Years later, he crashed my wedding to another man, begging for a second chance. "Elena lied to me! She manipulated me! It was always you, Celina!"

I looked at the monster who had destroyed my life, my family, and my child.

Then I picked up a wine bottle and smashed it over his head.

Chapter 1

Celina POV:

The day I knew I had to leave Jeremiah wasn't one event. It was a slow, agonizing bleed, each drop of my love draining away until nothing but a hollow ache remained. He was a tech CEO, charismatic, brilliant even, but beneath that polished surface was a man who wielded incompetence like a weapon, aimed solely at me.

"Celina, I'm just about to beat this level," Jeremiah said, his eyes glued to the screen, his fingers flying across the controller. My throat was closing, my chest tightening with a terrifying speed. I could feel the familiar prickle of anaphylaxis spreading, a deadly fire beneath my skin.

"Jeremiah, please. My EpiPen. The emergency kit," I rasped, barely able to force the words out. My vision blurred. He sighed, an annoyed sound that cut deeper than any knife.

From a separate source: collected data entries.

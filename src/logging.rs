// src/logging.rs

use tracing_subscriber::{fmt, EnvFilter};

/// Installs the global subscriber for the binary.
///
/// Reads `RUST_LOG` (e.g. `RUST_LOG=replen_picker=debug`), falling back to `info`.
pub fn init() {
    let filter = EnvFilter::try_from_default_env().unwrap_or_else(|_| EnvFilter::new("info"));

    fmt()
        .with_env_filter(filter)
        .with_target(true)
        .with_line_number(true)
        .with_writer(std::io::stderr)
        .init();
}

/// Debug-level subscriber for tests. Safe to call more than once.
pub fn init_test() {
    let _ = fmt()
        .with_env_filter(EnvFilter::new("debug"))
        .with_test_writer()
        .try_init();
}
// End-to-end planning over text inputs: parse stock, extract demand, allocate, report.

use replen_picker::{
    allocate, build_report, extract_demand, logging, parse_stock_table, plan, PickTask,
};

const STOCK_CSV: &str = "\
\"Item Code\",\"Description\",\"From Location\",\"From Quantity\"
\"HX100\",\"Hex bolt\",\"B2.C4.S1\",\"6\"
\"HX100\",\"Hex bolt\",\"A1.C2.S3\",\"3\"
\"HX100\",\"Hex bolt\",\"OVERFLOW\",\"20\"
\"WS_20\",\"Washer\",\"A1.C2.S4\",\"50\"
\"NT_5\",\"Nut\",\"A1.C3.S1\",\"4\"
\"NT_5\",\"Nut\",\"A1.C1.S9\",\"2\"
\"BAD\",\"Broken row\",\"A1.C1.S1\",\"n/a\"
";

const ERROR_LOG: &str = "\
08:01 Pick failed for HX100 (x1)
08:02 Pick failed for WS_20 (x1)
08:03 Replen required for NT_5 (x3)
";

#[test]
fn test_full_walk_plan() {
    logging::init_test();

    let log = format!("{ERROR_LOG}08:10 Pick failed for HX100 (x10)\n08:11 Pick failed for GONE1 (x2)\n");
    let rows = plan(STOCK_CSV, &log).unwrap();

    let summary: Vec<(&str, u32, u32, bool)> = rows
        .iter()
        .map(|r| (r.sku.as_str(), r.required, r.available, r.sufficient))
        .collect();
    assert_eq!(
        summary,
        vec![
            ("NT_5", 3, 6, true),
            ("HX100", 11, 29, true),
            ("WS_20", 1, 50, true),
            ("GONE1", 2, 0, false),
        ]
    );

    assert_eq!(rows[0].picks, vec!["A1.C1.S9 (2)", "A1.C3.S1 (1)"]);
    assert_eq!(rows[1].picks, vec!["A1.C2.S3 (3)", "B2.C4.S1 (6)", "OVERFLOW (2)"]);
    assert_eq!(rows[2].picks, vec!["A1.C2.S4"]);
    assert_eq!(rows[3].picks, vec!["—"]);
}

#[test]
fn test_shortfall_reported_after_real_picks() {
    let stock = "Item Code,From Location,From Quantity\nX,A1.C1.S1,2\nX,A2.C1.S1,4\n";
    let rows = plan(stock, "for X (x10)").unwrap();

    assert_eq!(rows.len(), 1);
    assert!(!rows[0].sufficient);
    assert_eq!(rows[0].available, 6);
    assert_eq!(
        rows[0].picks,
        vec!["A1.C1.S1 (2)", "A2.C1.S1 (4)", "❌ Shortfall: 4"]
    );
}

#[test]
fn test_plan_is_repeatable() {
    let stock = parse_stock_table(STOCK_CSV).unwrap();
    let demand = extract_demand(ERROR_LOG);

    let first = allocate(&demand, &stock);
    let second = allocate(&demand, &stock);
    assert_eq!(first, second);
    assert_eq!(
        build_report(&demand, &stock, &first),
        build_report(&demand, &stock, &second)
    );
}

#[test]
fn test_tasks_are_in_walk_order_and_grouping_is_stable() {
    let stock = parse_stock_table(STOCK_CSV).unwrap();
    let demand = extract_demand("for HX100 (x11)\nfor NT_5 (x6)\nfor WS_20 (x1)");
    let tasks = allocate(&demand, &stock);

    let walk: Vec<&str> = tasks.iter().map(|t| t.location.as_str()).collect();
    assert_eq!(
        walk,
        vec!["A1.C1.S9", "A1.C2.S3", "A1.C2.S4", "A1.C3.S1", "B2.C4.S1", "OVERFLOW"]
    );

    let hx: Vec<&PickTask> = tasks.iter().filter(|t| t.sku == "HX100").collect();
    let hx_locations: Vec<&str> = hx.iter().map(|t| t.location.as_str()).collect();
    assert_eq!(hx_locations, vec!["A1.C2.S3", "B2.C4.S1", "OVERFLOW"]);

    let rows = build_report(&demand, &stock, &tasks);
    let order: Vec<&str> = rows.iter().map(|r| r.sku.as_str()).collect();
    assert_eq!(order, vec!["NT_5", "HX100", "WS_20"]);
}

#[test]
fn test_no_demand_means_no_rows() {
    let rows = plan(STOCK_CSV, "shift started\nall picks ok\n").unwrap();
    assert!(rows.is_empty());
}

#[test]
fn test_empty_stock_marks_everything_short() {
    let rows = plan("", ERROR_LOG).unwrap();

    assert_eq!(rows.len(), 3);
    assert!(rows.iter().all(|r| !r.sufficient && r.picks == vec!["—"]));
}

#[test]
fn test_markers_walk_before_named_locations() {
    let stock = "Item Code,From Location,From Quantity\nX,OVERFLOW,3\nY,BULK,1\n";
    let rows = plan(stock, "for X (x5)\nfor Y (x1)\nfor Z (x1)").unwrap();

    let order: Vec<&str> = rows.iter().map(|r| r.sku.as_str()).collect();
    assert_eq!(order, vec!["Z", "X", "Y"]);
    assert_eq!(rows[0].picks, vec!["—"]);
    assert_eq!(rows[1].picks, vec!["❌ Shortfall: 2", "OVERFLOW (3)"]);
    assert_eq!(rows[2].picks, vec!["BULK"]);
}

#[test]
fn test_empty_location_is_shown_on_the_walk() {
    let stock = "Item Code,From Location,From Quantity\nX,A1.C1.S1,0\nX,A1.C1.S2,5\n";
    let rows = plan(stock, "for X (x3)").unwrap();

    assert_eq!(rows[0].picks, vec!["A1.C1.S1", "A1.C1.S2 (3)"]);
    assert!(rows[0].sufficient);
}
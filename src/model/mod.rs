// src/model/mod.rs

pub mod inventory;
pub mod location;
pub mod pick;

pub use inventory::{DemandMap, StockAggregate, StockTable};
pub use location::{compare_locations, LocationAddress};
pub use pick::{PickReportRow, PickTask};
// src/io/loader.rs

use crate::error::{FormatError, LoadError, PlanResult};
use crate::io::demand::extract_demand;
use crate::io::stock_table::StockTableParser;
use crate::model::inventory::StockTable;
use crate::model::pick::PickReportRow;
use crate::planning::allocator::PickAllocator;
use crate::planning::config::PlannerConfig;
use crate::planning::report::build_report;
use std::path::Path;
use tracing::{info, warn};

/// Holds the most recently loaded stock report between planning runs.
///
/// A failed load never replaces or partially updates the table already held.
#[derive(Debug, Clone, Default)]
pub struct PlanningSession {
    parser: StockTableParser,
    allocator: PickAllocator,
    stock: StockTable,
}

impl PlanningSession {
    pub fn new() -> Self {
        Self::default()
    }

    pub fn with_config(config: PlannerConfig) -> Self {
        Self {
            parser: StockTableParser::with_columns(config.columns.clone()),
            allocator: PickAllocator::with_config(config),
            stock: StockTable::new(),
        }
    }

    pub fn stock(&self) -> &StockTable {
        &self.stock
    }

    pub fn load_stock_text(&mut self, csv_text: &str) -> Result<&StockTable, FormatError> {
        match self.parser.parse(csv_text) {
            Ok(table) => {
                self.stock = table;
                Ok(&self.stock)
            }
            Err(err) => {
                warn!(error = %err, "stock load failed, keeping previous report");
                Err(err)
            }
        }
    }

    pub fn load_stock_bytes(&mut self, bytes: &[u8]) -> Result<&StockTable, FormatError> {
        match std::str::from_utf8(bytes) {
            Ok(text) => self.load_stock_text(text),
            Err(err) => {
                warn!(error = %err, "stock file is not UTF-8, keeping previous report");
                Err(err.into())
            }
        }
    }

    pub fn load_stock_file<P: AsRef<Path>>(&mut self, path: P) -> PlanResult<&StockTable> {
        let path = path.as_ref();
        let bytes = std::fs::read(path).map_err(|source| {
            warn!(path = %path.display(), error = %source, "cannot read stock file, keeping previous report");
            LoadError::Io {
                path: path.to_path_buf(),
                source,
            }
        })?;
        info!(path = %path.display(), bytes = bytes.len(), "loading stock file");
        Ok(self.load_stock_bytes(&bytes)?)
    }

    /// Plans picks for the demand in `log_text` against the loaded stock.
    pub fn plan(&self, log_text: &str) -> Vec<PickReportRow> {
        let demand = extract_demand(log_text);
        let tasks = self.allocator.allocate(&demand, &self.stock);
        build_report(&demand, &self.stock, &tasks)
    }
}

"Can't it wait five minutes? You always do this during my games."

I couldn't breathe. My hands clawed at my neck, but there was nothing there to unclog the air. Fear, cold and sharp, pierced through the haze of my failing body. He was more concerned about a video game than my life.

I managed to point, a desperate, shaking finger towards the emergency kit. He glanced over, a flicker of something that might have been concern, quickly replaced by irritation. He reluctantly paused the game, the victorious fanfare of his digital world silenced, but the real-world danger still ignored. He walked slowly, deliberately, to the kit. He fumbled with the clasp, his actions clumsy, as if the urgency was beyond his comprehension. It took an eternity. By the time the needle finally pierced my thigh, I was already fading, my world dimming to a pinpoint. I woke up in the ER, alone, the stark white walls a testament to his neglect.

That should have been my breaking point. But love, or what I thought was love, is a stubborn, stupid thing.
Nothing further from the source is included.